Überhaupt Souveränität. Im Parforce der Schnittlosigkeit, im Immer-Weiter des Abschreitens der Räume und sogar in der an sich höchst komplexen Konstruktion dieses Erzählers geht justament das niemals verloren (nach vielversprechend unerklärtem Beginn: einer Schwarzblende, ich sehe nichts, sagt der Erzähler, dann wird er sehen und sehen): die höchst souveräne Position des unsichtbaren Ichs, das, dialogisierend mit einem Gegner, der ihm zu Europa wird (Sokurow ist ein Slawophiler, das ist gar keine Frage), eine Position markiert, der die Melancholie nur aufgeschminkt ist. Die Trauer über russische Vergangenheitsvergessenheit kann den nationalchauvinistischen Stolz nicht verbergen, der in den ruhig dahingleitenden, ja, in der Tat: künstlich ruhiggestellten Bildern dieses Films vibriert: Berichte aus den Zeiten von Glanz und Glorie Russlands, vor denen alle Gegenwart verblasst. Die Logik der Steadycam hier, paradox auf den ersten Blick, ist nichts anderes als: Stillstellung. Ein Schreiten durch Bildersäle. Kompromissloses Haften an Oberflächen, bis zum Ranschmeißen an Lichtreflexe auf den Leinwänden der großen Gemälde. Nicht Reflexion, sondern Bewunderung, Sich-Ausliefern ans Bedeutende, der reine, spießige Kulturkonservatismus.

Das größte anzunehmende Unglück, hinter der Tür, die nicht zu öffnen das Ich den flegelhaften Europäer anfleht, die Belagerung Leningrads im Zweiten Weltkrieg.

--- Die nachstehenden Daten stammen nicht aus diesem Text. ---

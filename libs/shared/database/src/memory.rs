// libs/shared/database/src/memory.rs
use std::collections::HashMap;

use async_trait::async_trait;
use chrono::{NaiveDate, Utc};
use tokio::sync::RwLock;
use tracing::{debug, warn};
use uuid::Uuid;

use shared_models::clinic::{
    Appointment, AppointmentChanges, AppointmentFilter, AppointmentStatus, Doctor, Notification,
    Patient, Rating, UnavailabilityEntry,
};

use crate::seed::SeedRecords;
use crate::store::{ClinicStore, StoreError, StoreResult};

trait Keyed {
    const ENTITY: &'static str;
    fn key(&self) -> Uuid;
}

macro_rules! keyed {
    ($ty:ty, $entity:literal) => {
        impl Keyed for $ty {
            const ENTITY: &'static str = $entity;
            fn key(&self) -> Uuid {
                self.id
            }
        }
    };
}

keyed!(Doctor, "Doctor");
keyed!(Patient, "Patient");
keyed!(Appointment, "Appointment");
keyed!(Rating, "Rating");
keyed!(UnavailabilityEntry, "Unavailability");
keyed!(Notification, "Notification");

/// Arena of rows with an id -> position index.
struct Arena<T> {
    rows: Vec<T>,
    index: HashMap<Uuid, usize>,
}

impl<T: Keyed + Clone> Arena<T> {
    fn new() -> Self {
        Self { rows: Vec::new(), index: HashMap::new() }
    }

    fn get(&self, id: Uuid) -> StoreResult<T> {
        self.index
            .get(&id)
            .map(|&pos| self.rows[pos].clone())
            .ok_or_else(|| StoreError::not_found(T::ENTITY, id))
    }

    fn find(&self, predicate: impl Fn(&T) -> bool) -> Option<T> {
        self.rows.iter().find(|row| predicate(row)).cloned()
    }

    fn filter(&self, predicate: impl Fn(&T) -> bool) -> Vec<T> {
        self.rows.iter().filter(|row| predicate(row)).cloned().collect()
    }

    fn any(&self, predicate: impl Fn(&T) -> bool) -> bool {
        self.rows.iter().any(predicate)
    }

    fn insert(&mut self, row: T) -> StoreResult<T> {
        let id = row.key();
        if self.index.contains_key(&id) {
            return Err(StoreError::UniqueViolation(format!("{} id {} already exists", T::ENTITY, id)));
        }
        self.index.insert(id, self.rows.len());
        self.rows.push(row.clone());
        Ok(row)
    }

    fn replace(&mut self, row: T) -> StoreResult<T> {
        let id = row.key();
        let pos = *self
            .index
            .get(&id)
            .ok_or_else(|| StoreError::not_found(T::ENTITY, id))?;
        self.rows[pos] = row.clone();
        Ok(row)
    }

    fn remove(&mut self, id: Uuid) -> StoreResult<T> {
        let pos = self
            .index
            .remove(&id)
            .ok_or_else(|| StoreError::not_found(T::ENTITY, id))?;
        let row = self.rows.swap_remove(pos);
        if let Some(moved) = self.rows.get(pos) {
            self.index.insert(moved.key(), pos);
        }
        Ok(row)
    }
}

struct Tables {
    doctors: Arena<Doctor>,
    patients: Arena<Patient>,
    appointments: Arena<Appointment>,
    ratings: Arena<Rating>,
    unavailability: Arena<UnavailabilityEntry>,
    notifications: Arena<Notification>,
}

impl Tables {
    fn empty() -> Self {
        Self {
            doctors: Arena::new(),
            patients: Arena::new(),
            appointments: Arena::new(),
            ratings: Arena::new(),
            unavailability: Arena::new(),
            notifications: Arena::new(),
        }
    }

    fn slot_taken_by_other(&self, appointment: &Appointment) -> bool {
        appointment.status.holds_slot()
            && self.appointments.any(|other| {
                other.id != appointment.id
                    && other.occupies(appointment.doctor_id, appointment.date, &appointment.time_slot)
            })
    }

    fn email_taken_by_other(&self, patient: &Patient) -> bool {
        self.patients.any(|other| {
            other.id != patient.id && other.email.eq_ignore_ascii_case(&patient.email)
        })
    }
}

/// Process-local store used for tests and as the fallback when no hosted
/// backend is configured. Constraint checks run under the write lock, so
/// concurrent writers cannot both claim the same slot.
pub struct InMemoryStore {
    tables: RwLock<Tables>,
}

impl Default for InMemoryStore {
    fn default() -> Self {
        Self::new()
    }
}

impl InMemoryStore {
    pub fn new() -> Self {
        Self { tables: RwLock::new(Tables::empty()) }
    }

    /// Store pre-populated with `records`; the same constraints apply as for
    /// rows written through [`ClinicStore`].
    pub fn with_records(records: SeedRecords) -> StoreResult<Self> {
        let mut tables = Tables::empty();
        for doctor in records.doctors {
            tables.doctors.insert(doctor)?;
        }
        for patient in records.patients {
            if tables.email_taken_by_other(&patient) {
                return Err(StoreError::UniqueViolation(format!("email {} already registered", patient.email)));
            }
            tables.patients.insert(patient)?;
        }
        for appointment in records.appointments {
            if tables.slot_taken_by_other(&appointment) {
                return Err(StoreError::UniqueViolation(format!(
                    "doctor {} already booked on {} at {}",
                    appointment.doctor_id, appointment.date, appointment.time_slot
                )));
            }
            tables.appointments.insert(appointment)?;
        }
        for rating in records.ratings {
            tables.ratings.insert(rating)?;
        }
        for entry in records.unavailability {
            tables.unavailability.insert(entry)?;
        }
        Ok(Self { tables: RwLock::new(tables) })
    }

    /// Number of appointment rows, cancelled ones included.
    pub async fn appointment_count(&self) -> usize {
        self.tables.read().await.appointments.rows.len()
    }

    pub async fn rating_count(&self) -> usize {
        self.tables.read().await.ratings.rows.len()
    }
}

#[async_trait]
impl ClinicStore for InMemoryStore {
    async fn get_doctor(&self, id: Uuid) -> StoreResult<Doctor> {
        self.tables.read().await.doctors.get(id)
    }

    async fn list_doctors(&self) -> StoreResult<Vec<Doctor>> {
        Ok(self.tables.read().await.doctors.rows.clone())
    }

    async fn insert_doctor(&self, doctor: Doctor) -> StoreResult<Doctor> {
        debug!("Inserting doctor {}", doctor.id);
        self.tables.write().await.doctors.insert(doctor)
    }

    async fn update_doctor(&self, doctor: Doctor) -> StoreResult<Doctor> {
        self.tables.write().await.doctors.replace(doctor)
    }

    async fn get_patient(&self, id: Uuid) -> StoreResult<Patient> {
        self.tables.read().await.patients.get(id)
    }

    async fn find_patient_by_email(&self, email: &str) -> StoreResult<Option<Patient>> {
        Ok(self
            .tables
            .read()
            .await
            .patients
            .find(|patient| patient.email.eq_ignore_ascii_case(email)))
    }

    async fn insert_patient(&self, patient: Patient) -> StoreResult<Patient> {
        let mut tables = self.tables.write().await;
        if tables.email_taken_by_other(&patient) {
            return Err(StoreError::UniqueViolation(format!("email {} already registered", patient.email)));
        }
        tables.patients.insert(patient)
    }

    async fn update_patient(&self, patient: Patient) -> StoreResult<Patient> {
        let mut tables = self.tables.write().await;
        if tables.email_taken_by_other(&patient) {
            return Err(StoreError::UniqueViolation(format!("email {} already registered", patient.email)));
        }
        tables.patients.replace(patient)
    }

    async fn get_appointment(&self, id: Uuid) -> StoreResult<Appointment> {
        self.tables.read().await.appointments.get(id)
    }

    async fn list_appointments(&self, filter: &AppointmentFilter) -> StoreResult<Vec<Appointment>> {
        Ok(self.tables.read().await.appointments.filter(|row| filter.matches(row)))
    }

    async fn insert_appointment(&self, appointment: Appointment) -> StoreResult<Appointment> {
        let mut tables = self.tables.write().await;
        if tables.slot_taken_by_other(&appointment) {
            warn!(
                "Rejecting appointment {}: doctor {} already booked on {} at {}",
                appointment.id, appointment.doctor_id, appointment.date, appointment.time_slot
            );
            return Err(StoreError::UniqueViolation(format!(
                "doctor {} already booked on {} at {}",
                appointment.doctor_id, appointment.date, appointment.time_slot
            )));
        }
        tables.appointments.insert(appointment)
    }

    async fn patch_appointment(&self, id: Uuid, changes: &AppointmentChanges) -> StoreResult<Appointment> {
        let mut tables = self.tables.write().await;
        let mut appointment = tables.appointments.get(id)?;
        changes.apply(&mut appointment);
        if tables.slot_taken_by_other(&appointment) {
            warn!(
                "Rejecting update of appointment {}: slot {} on {} is held by another booking",
                appointment.id, appointment.time_slot, appointment.date
            );
            return Err(StoreError::UniqueViolation(format!(
                "doctor {} already booked on {} at {}",
                appointment.doctor_id, appointment.date, appointment.time_slot
            )));
        }
        tables.appointments.replace(appointment)
    }

    async fn link_rating(&self, appointment_id: Uuid, rating_id: Uuid) -> StoreResult<Appointment> {
        let mut tables = self.tables.write().await;
        let mut appointment = tables.appointments.get(appointment_id)?;
        if appointment.rating_id.is_some() {
            return Err(StoreError::UniqueViolation(format!("appointment {} already rated", appointment_id)));
        }
        if appointment.status != AppointmentStatus::Completed {
            return Err(StoreError::PreconditionFailed(format!(
                "appointment {} is {} and cannot be rated",
                appointment_id, appointment.status
            )));
        }
        appointment.rating_id = Some(rating_id);
        appointment.updated_at = Utc::now();
        tables.appointments.replace(appointment)
    }

    async fn get_unavailability(
        &self,
        doctor_id: Uuid,
        date: NaiveDate,
    ) -> StoreResult<Option<UnavailabilityEntry>> {
        Ok(self
            .tables
            .read()
            .await
            .unavailability
            .find(|entry| entry.doctor_id == doctor_id && entry.date == date))
    }

    async fn list_unavailability(&self, doctor_id: Uuid) -> StoreResult<Vec<UnavailabilityEntry>> {
        Ok(self
            .tables
            .read()
            .await
            .unavailability
            .filter(|entry| entry.doctor_id == doctor_id))
    }

    async fn upsert_unavailability(&self, mut entry: UnavailabilityEntry) -> StoreResult<UnavailabilityEntry> {
        let mut tables = self.tables.write().await;
        let existing = tables
            .unavailability
            .find(|row| row.doctor_id == entry.doctor_id && row.date == entry.date);

        match existing {
            Some(row) => {
                entry.id = row.id;
                tables.unavailability.replace(entry)
            }
            None => tables.unavailability.insert(entry),
        }
    }

    async fn insert_rating(&self, rating: Rating) -> StoreResult<Rating> {
        let mut tables = self.tables.write().await;
        if tables.ratings.any(|row| row.appointment_id == rating.appointment_id) {
            return Err(StoreError::UniqueViolation(format!(
                "appointment {} already rated",
                rating.appointment_id
            )));
        }
        tables.ratings.insert(rating)
    }

    async fn list_ratings_for_doctor(&self, doctor_id: Uuid) -> StoreResult<Vec<Rating>> {
        Ok(self.tables.read().await.ratings.filter(|row| row.doctor_id == doctor_id))
    }

    async fn find_rating_for_appointment(&self, appointment_id: Uuid) -> StoreResult<Option<Rating>> {
        Ok(self
            .tables
            .read()
            .await
            .ratings
            .find(|row| row.appointment_id == appointment_id))
    }

    async fn delete_rating(&self, id: Uuid) -> StoreResult<()> {
        self.tables.write().await.ratings.remove(id).map(|_| ())
    }

    async fn get_notification(&self, id: Uuid) -> StoreResult<Notification> {
        self.tables.read().await.notifications.get(id)
    }

    async fn insert_notification(&self, notification: Notification) -> StoreResult<Notification> {
        self.tables.write().await.notifications.insert(notification)
    }

    async fn list_notifications(&self, user_id: Uuid) -> StoreResult<Vec<Notification>> {
        Ok(self
            .tables
            .read()
            .await
            .notifications
            .filter(|row| row.user_id == user_id))
    }

    async fn update_notification(&self, notification: Notification) -> StoreResult<Notification> {
        self.tables.write().await.notifications.replace(notification)
    }
}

Ein Mann, der an seinem eigenen Sarg werkelt, Schnee durch zerborstene Fensterscheiben. Und, darauf kommt es an: leere Bilderrahmen. In diesem kalten, allegorisch bis zur Lächerlichkeit aufgeladenen Raum, kommt Sokurows Geschichtsverständnis zu sich: Schlimmeres gibt es nicht als goldene Bilderrahmen ohne Gemälde. Dahin der Prunk. Nichts dagegen kommt ihm ins Bild von Elend und Unterdrückung der Zaren, von Sklavenhalterei und Dekadenz. Geschichte ist: Ball und Tanz, Militär und Zarismus, allerhand Lemuren, die auch mal die Backen aufblasen (comic relief?), russische Musik (Glinka!), russische Literatur (da läuft Puschkin durchs Bild) - und noch bei den Gemälden El Grecos oder Van Dycks kommt es vor allem darauf an, wann die Eremitage sie erworben hat, heimgeführt ins Reich von Mütterchen Russland, dessen vermeintliche Höhepunkte Sokurow in seine Arche zwingt. Hinterm Schein der gewagten Form findet sich nichts als abscheulicher Dünkel. Die Logik der Steadycam-Fahrt ohne Schnitt ist die der Führung durchs Museum. Museal das Verständnis von Geschichte, das Parforce der Logistik spielt in die Disziplin des Militärischen. Das letzte Bild: ein mystisches Wehen öder Wasserfläche. Die russische Arche als letzte Bastion des Zivilisierten. Mon dieu, welch ein Machwerk.